▸ **Task prompt**:
Although the data below holds other lines too, output only those from the line with "pub fn layer<C: Check<P>" up to and including the line with "self.layers.len()", exactly as they appear.

····················

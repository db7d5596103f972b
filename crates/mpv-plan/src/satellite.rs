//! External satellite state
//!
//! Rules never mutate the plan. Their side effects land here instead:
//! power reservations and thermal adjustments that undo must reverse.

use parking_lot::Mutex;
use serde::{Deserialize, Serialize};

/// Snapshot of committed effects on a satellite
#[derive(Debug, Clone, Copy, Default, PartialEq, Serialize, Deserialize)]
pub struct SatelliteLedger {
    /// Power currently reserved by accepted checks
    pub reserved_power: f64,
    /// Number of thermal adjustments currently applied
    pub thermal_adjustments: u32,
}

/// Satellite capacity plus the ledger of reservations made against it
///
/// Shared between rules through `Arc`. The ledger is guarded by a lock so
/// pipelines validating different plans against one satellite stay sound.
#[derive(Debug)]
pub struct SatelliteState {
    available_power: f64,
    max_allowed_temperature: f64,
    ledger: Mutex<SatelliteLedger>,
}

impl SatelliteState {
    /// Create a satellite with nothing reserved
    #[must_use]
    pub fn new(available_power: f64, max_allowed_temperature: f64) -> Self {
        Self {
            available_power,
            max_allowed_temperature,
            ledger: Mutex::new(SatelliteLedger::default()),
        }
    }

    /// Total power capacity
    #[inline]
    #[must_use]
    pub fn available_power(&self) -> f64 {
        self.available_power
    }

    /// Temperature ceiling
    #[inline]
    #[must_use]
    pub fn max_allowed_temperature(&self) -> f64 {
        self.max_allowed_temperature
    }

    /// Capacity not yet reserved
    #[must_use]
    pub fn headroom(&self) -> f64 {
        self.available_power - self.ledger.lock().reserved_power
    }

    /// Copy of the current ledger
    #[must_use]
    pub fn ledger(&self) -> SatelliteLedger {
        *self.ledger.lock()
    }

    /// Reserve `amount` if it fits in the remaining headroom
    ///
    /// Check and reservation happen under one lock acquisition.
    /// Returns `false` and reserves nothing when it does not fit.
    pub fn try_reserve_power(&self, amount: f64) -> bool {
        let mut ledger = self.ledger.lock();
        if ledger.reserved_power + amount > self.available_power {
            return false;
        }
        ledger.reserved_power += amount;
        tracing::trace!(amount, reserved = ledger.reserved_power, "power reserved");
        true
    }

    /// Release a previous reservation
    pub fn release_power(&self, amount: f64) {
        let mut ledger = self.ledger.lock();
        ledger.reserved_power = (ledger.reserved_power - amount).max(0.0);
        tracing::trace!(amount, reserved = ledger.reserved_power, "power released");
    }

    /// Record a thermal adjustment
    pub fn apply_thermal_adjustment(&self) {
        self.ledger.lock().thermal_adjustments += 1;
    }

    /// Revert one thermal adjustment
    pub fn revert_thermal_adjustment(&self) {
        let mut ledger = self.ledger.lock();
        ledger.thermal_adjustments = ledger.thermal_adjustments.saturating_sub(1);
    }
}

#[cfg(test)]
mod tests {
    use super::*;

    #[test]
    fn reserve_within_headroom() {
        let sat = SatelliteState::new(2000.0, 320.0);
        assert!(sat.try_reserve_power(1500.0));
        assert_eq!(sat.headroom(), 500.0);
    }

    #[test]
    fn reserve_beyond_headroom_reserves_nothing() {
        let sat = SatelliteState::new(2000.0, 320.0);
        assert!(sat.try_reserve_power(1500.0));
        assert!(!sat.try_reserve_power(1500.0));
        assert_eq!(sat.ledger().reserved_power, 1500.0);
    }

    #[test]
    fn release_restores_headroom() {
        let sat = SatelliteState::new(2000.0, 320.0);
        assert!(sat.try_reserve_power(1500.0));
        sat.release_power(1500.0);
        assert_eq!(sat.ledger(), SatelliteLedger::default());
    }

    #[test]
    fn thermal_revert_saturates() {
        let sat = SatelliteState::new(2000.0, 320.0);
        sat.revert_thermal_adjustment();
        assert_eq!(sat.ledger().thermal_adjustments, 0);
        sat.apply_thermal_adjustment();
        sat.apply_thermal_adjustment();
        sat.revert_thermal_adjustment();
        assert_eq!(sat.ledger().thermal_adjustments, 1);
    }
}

····················

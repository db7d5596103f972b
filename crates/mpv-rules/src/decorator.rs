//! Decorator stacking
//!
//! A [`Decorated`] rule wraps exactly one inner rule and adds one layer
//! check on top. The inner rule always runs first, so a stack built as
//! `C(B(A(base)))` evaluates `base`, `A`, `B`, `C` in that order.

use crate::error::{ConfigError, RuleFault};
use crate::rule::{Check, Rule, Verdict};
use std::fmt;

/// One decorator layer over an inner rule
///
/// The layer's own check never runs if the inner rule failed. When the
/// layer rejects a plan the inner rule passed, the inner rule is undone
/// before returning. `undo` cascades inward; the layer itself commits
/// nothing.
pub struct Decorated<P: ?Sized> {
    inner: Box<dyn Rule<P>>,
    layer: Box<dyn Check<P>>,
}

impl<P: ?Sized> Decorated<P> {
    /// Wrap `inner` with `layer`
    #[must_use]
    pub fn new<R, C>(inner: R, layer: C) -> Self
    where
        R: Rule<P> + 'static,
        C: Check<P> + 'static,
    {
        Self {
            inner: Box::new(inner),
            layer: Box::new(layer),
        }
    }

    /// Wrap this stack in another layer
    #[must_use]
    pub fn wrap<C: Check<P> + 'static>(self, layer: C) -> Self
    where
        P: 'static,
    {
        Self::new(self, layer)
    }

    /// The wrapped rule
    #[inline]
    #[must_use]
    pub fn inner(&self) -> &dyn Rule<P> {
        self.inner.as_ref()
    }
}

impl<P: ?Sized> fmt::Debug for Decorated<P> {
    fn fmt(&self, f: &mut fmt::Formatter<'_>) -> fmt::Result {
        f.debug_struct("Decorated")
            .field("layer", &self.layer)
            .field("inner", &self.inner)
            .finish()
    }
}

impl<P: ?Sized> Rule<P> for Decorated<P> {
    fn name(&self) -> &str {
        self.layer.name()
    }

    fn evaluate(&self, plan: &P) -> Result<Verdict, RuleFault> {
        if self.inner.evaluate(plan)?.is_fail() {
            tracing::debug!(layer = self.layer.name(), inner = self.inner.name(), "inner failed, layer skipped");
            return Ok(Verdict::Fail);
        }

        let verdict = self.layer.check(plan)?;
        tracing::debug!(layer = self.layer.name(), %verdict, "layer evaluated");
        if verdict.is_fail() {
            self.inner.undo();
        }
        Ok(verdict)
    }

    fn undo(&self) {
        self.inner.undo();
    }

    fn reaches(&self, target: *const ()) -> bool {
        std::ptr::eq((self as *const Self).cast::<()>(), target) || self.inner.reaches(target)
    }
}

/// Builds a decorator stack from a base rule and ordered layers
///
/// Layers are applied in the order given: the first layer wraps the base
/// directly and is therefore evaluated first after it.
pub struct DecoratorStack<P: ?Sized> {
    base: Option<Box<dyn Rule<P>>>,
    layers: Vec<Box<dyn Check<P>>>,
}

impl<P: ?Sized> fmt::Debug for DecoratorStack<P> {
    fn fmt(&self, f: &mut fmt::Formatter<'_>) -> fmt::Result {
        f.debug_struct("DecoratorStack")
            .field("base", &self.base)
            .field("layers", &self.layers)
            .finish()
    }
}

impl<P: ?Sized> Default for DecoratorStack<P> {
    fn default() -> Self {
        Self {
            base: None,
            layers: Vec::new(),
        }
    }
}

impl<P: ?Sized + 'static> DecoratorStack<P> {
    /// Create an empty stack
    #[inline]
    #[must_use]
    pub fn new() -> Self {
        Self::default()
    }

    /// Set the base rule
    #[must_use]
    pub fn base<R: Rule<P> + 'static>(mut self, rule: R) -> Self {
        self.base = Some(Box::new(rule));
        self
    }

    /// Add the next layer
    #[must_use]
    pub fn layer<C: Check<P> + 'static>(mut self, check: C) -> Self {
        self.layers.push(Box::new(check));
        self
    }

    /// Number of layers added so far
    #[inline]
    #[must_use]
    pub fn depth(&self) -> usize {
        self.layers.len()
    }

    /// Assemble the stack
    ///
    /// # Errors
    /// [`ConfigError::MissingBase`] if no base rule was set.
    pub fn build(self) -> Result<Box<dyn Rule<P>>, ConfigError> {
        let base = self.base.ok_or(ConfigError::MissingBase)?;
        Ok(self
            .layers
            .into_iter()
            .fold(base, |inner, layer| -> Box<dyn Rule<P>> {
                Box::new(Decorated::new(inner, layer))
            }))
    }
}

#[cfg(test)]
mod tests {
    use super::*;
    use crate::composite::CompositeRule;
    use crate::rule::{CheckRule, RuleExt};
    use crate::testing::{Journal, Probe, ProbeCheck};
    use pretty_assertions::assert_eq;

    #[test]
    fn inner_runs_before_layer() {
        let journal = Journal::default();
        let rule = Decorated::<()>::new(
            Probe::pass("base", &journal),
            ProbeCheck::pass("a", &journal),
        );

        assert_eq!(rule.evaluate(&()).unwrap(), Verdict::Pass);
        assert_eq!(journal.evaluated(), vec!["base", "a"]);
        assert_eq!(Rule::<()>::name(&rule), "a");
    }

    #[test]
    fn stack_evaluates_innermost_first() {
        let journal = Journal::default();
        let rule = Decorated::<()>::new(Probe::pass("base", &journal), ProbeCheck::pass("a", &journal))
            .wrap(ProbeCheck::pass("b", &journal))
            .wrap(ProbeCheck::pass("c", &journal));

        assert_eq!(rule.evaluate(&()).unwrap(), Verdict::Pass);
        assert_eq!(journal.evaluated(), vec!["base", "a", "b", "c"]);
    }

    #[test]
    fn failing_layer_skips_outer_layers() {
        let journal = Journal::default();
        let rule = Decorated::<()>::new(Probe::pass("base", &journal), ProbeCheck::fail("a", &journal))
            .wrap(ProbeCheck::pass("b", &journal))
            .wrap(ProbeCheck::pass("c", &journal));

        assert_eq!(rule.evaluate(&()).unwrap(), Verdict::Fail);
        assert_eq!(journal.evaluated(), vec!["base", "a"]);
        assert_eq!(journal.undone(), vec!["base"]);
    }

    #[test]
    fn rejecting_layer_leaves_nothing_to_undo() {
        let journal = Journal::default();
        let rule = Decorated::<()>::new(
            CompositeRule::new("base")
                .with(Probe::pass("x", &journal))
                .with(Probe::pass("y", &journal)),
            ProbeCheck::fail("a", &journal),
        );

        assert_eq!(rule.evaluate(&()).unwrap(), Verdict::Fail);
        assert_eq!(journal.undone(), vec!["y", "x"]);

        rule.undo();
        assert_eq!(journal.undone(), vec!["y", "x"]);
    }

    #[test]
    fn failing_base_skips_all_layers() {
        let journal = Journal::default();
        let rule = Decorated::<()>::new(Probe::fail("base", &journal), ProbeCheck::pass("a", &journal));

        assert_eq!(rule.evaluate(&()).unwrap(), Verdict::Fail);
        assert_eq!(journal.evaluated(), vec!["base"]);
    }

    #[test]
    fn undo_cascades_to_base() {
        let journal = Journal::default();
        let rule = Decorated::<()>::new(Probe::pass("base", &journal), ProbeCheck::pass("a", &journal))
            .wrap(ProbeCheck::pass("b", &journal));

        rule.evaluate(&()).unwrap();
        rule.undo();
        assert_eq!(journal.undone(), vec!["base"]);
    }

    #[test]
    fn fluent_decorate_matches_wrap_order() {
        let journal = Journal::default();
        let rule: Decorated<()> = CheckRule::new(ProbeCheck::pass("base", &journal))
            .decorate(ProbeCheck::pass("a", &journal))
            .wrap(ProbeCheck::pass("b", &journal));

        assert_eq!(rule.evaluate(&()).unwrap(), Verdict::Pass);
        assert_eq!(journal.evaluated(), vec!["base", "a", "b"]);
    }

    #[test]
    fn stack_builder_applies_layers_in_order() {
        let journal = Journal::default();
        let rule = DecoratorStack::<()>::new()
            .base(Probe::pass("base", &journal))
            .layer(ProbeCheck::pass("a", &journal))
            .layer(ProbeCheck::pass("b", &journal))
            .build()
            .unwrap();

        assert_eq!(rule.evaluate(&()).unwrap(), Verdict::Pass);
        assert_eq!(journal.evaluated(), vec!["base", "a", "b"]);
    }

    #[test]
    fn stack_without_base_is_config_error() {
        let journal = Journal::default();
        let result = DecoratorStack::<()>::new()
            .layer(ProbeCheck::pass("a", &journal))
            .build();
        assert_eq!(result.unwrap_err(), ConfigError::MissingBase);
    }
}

····················

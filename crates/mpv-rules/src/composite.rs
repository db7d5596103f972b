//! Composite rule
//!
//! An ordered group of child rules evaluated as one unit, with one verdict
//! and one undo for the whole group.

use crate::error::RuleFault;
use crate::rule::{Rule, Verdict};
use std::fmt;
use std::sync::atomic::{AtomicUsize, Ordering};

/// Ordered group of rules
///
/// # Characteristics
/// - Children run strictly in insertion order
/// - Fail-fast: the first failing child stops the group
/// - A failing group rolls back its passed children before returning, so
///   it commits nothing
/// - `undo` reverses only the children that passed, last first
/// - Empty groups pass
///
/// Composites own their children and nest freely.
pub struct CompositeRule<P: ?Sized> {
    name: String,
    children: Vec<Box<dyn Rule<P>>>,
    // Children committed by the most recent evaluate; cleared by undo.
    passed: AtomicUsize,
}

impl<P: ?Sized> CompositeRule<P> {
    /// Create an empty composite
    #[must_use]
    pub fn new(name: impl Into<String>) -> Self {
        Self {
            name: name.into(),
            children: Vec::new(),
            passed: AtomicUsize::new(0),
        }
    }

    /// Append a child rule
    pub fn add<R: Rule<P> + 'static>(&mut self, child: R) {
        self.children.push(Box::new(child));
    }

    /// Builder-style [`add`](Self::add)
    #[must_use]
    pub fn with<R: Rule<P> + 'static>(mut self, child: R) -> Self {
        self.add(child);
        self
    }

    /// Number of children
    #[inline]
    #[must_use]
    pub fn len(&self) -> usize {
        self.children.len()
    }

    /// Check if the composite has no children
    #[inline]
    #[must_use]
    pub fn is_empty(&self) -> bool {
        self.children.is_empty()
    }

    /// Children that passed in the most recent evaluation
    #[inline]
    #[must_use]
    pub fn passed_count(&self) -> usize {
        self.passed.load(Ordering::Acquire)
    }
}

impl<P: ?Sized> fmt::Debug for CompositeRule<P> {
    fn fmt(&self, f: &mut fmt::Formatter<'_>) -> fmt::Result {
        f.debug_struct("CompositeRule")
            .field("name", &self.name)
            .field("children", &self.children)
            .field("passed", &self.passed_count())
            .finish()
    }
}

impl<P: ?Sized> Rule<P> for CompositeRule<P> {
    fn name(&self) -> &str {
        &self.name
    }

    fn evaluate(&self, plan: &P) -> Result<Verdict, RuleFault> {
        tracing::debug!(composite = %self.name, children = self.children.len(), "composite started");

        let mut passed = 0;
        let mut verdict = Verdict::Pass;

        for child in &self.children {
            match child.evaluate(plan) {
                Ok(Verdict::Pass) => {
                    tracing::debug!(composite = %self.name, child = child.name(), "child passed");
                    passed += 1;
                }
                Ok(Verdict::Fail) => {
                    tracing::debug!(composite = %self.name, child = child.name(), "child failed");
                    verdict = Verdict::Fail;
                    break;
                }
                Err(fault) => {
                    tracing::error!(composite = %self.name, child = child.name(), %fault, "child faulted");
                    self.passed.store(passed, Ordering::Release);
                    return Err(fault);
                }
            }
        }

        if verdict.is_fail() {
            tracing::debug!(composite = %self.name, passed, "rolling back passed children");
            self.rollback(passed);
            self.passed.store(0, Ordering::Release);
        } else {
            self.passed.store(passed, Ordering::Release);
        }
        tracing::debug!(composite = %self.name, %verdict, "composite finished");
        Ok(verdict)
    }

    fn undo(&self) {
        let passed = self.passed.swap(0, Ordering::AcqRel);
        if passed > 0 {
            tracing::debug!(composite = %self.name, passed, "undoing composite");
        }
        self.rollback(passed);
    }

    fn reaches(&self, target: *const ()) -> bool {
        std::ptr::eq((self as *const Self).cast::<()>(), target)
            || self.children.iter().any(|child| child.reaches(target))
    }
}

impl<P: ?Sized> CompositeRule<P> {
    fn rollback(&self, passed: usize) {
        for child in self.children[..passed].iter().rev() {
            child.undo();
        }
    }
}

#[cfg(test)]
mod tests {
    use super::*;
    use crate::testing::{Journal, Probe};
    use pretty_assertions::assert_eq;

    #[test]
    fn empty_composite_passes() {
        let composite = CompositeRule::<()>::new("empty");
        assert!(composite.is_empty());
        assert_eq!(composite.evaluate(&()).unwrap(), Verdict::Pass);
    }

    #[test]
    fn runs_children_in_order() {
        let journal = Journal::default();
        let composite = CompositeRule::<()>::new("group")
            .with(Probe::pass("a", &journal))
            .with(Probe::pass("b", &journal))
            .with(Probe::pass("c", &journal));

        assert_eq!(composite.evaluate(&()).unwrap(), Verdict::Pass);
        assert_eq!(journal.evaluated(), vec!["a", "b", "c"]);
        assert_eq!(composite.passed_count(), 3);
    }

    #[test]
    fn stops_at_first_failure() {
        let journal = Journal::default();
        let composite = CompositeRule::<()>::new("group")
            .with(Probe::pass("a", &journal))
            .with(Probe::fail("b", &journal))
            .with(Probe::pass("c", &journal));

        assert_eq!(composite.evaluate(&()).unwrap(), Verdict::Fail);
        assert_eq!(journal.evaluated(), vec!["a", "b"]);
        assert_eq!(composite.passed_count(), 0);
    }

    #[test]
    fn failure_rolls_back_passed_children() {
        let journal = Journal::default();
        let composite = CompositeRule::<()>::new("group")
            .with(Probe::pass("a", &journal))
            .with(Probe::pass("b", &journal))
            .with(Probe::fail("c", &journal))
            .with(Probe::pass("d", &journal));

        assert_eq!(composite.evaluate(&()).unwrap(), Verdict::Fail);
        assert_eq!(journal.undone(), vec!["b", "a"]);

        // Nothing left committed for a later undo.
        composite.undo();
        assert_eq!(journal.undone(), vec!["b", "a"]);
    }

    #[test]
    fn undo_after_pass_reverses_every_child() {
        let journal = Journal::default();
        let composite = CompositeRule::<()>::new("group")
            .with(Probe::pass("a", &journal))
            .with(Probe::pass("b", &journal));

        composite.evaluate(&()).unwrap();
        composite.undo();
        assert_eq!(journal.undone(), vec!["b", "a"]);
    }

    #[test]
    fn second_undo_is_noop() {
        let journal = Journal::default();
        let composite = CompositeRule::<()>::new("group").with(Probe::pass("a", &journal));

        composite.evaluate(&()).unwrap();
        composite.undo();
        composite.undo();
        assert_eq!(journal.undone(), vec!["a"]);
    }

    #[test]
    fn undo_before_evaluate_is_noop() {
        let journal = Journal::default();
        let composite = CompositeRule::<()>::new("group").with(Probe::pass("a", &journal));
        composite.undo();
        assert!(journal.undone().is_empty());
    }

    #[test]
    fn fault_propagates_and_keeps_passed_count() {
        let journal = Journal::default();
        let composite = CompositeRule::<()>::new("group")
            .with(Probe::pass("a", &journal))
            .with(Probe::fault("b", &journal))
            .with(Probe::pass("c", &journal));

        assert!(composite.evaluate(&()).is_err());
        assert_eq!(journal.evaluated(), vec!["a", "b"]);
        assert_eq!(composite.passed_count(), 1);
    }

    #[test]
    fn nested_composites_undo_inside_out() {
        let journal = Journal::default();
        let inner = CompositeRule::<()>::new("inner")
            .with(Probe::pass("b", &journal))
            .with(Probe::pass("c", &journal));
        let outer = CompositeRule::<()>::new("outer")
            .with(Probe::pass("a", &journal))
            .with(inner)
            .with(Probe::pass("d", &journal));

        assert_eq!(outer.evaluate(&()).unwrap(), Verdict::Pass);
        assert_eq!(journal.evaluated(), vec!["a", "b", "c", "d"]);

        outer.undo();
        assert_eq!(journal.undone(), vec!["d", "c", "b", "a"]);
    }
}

····················

▸ **Answer below**:
    pub fn layer<C: Check<P> + 'static>(mut self, check: C) -> Self {
        self.layers.push(Box::new(check));
        self
    }

    /// Number of layers added so far
    #[inline]
    #[must_use]
    pub fn depth(&self) -> usize {
        self.layers.len()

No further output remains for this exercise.